According to Deneen, “Trump won because he pulled in enough voters in the upper left quadrant (which now tilted decisively Republican) while running against nearly all the commitments of Libertarianism. Indeed, the electorate of the Republican Party then, and arguably more so now, genuinely straddles the upper two quadrants, its working class base further to the (economic) left, its institutional elites still more beholden to the libertarian economic wing. Trump was the first genuinely ‘populist’ candidate nominated by a major party since William Jennings Bryan, and arguably the only populist President since Andrew Jackson.”

As the Atlantic pointed out, Tucker Carlson “even pre-Trump had spoken out against the corporatist, globalist tropes captivating the leadership of both parties.”

Tucker is right about the problems afflicting America’s Elites. Much of this is ideology. It is why corporations promote Woke Social Justice causes. Elites are committed to the ideology of liberalism, which makes them predisposed to economic and sexual autonomy.

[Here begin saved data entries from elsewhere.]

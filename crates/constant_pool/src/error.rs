use thiserror::Error;

use crate::ConstantKind;

#[derive(Error, Debug)]
pub enum ClassFileError {
    #[error(transparent)]
    IOError(#[from] std::io::Error),
    #[error("Invalid magic identifier: 0x{0:X}")]
    InvalidMagicIdentifier(u32),
    #[error("Invalid constant pool tag: {0}")]
    InvalidConstantTag(u8),
    #[error("Truncated {kind} at index {index}")]
    TruncatedConstant { index: u16, kind: ConstantKind },
    #[error("Malformed {kind} at index {index}")]
    MalformedConstant { index: u16, kind: ConstantKind },
    #[error("Invalid method handle reference kind: {0}")]
    InvalidReferenceKind(u8),
    #[error("Invalid modified UTF-8 at index {index}")]
    InvalidModifiedUtf8 { index: u16 },
    #[error("Invalid constant pool index: {0}")]
    InvalidIndex(u16),
    #[error("Constant pool index {0} is unusable")]
    UnusableIndex(u16),
    #[error("Constant pool is unreadable after an earlier decoding failure")]
    Poisoned,
    #[error("Expected {}, found {found} at index {index}", join_kinds(.expected))]
    UnexpectedConstant {
        index: u16,
        expected: Vec<ConstantKind>,
        found: ConstantKind,
    },
    #[error("Constant pool is closed")]
    Closed,
}
impl ClassFileError {
    /// Whether the error stems from malformed input rather than from how the pool was used.
    pub fn is_format_error(&self) -> bool {
        matches!(
            self,
            ClassFileError::InvalidMagicIdentifier(_)
                | ClassFileError::InvalidConstantTag(_)
                | ClassFileError::TruncatedConstant { .. }
                | ClassFileError::MalformedConstant { .. }
                | ClassFileError::InvalidReferenceKind(_)
                | ClassFileError::InvalidModifiedUtf8 { .. }
                | ClassFileError::InvalidIndex(_)
                | ClassFileError::UnusableIndex(_)
                | ClassFileError::Poisoned
        )
    }
}

fn join_kinds(kinds: &[ConstantKind]) -> String {
    kinds
        .iter()
        .map(ToString::to_string)
        .collect::<Vec<_>>()
        .join(" or ")
}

However, there is a conservative resurgence reconsidering the wisdom of autonomy as the end of politics.

For some conservative thinkers, the economy was created for man and not man for the economy. In other words, the economy should serve the national interest. This might mean restricting trade with China because of the geopolitical threat posed by the CCP. Also, it might be time to reconsider Blue Laws that make Sunday a day of rest. Certainly, it is time to return corporations from Woke crusaders for Social Justice back into profit-seeking enterprises. All of this would require state intervention and regulation.

All of that threatens the status quo.

And that makes a new conservative populism dangerous.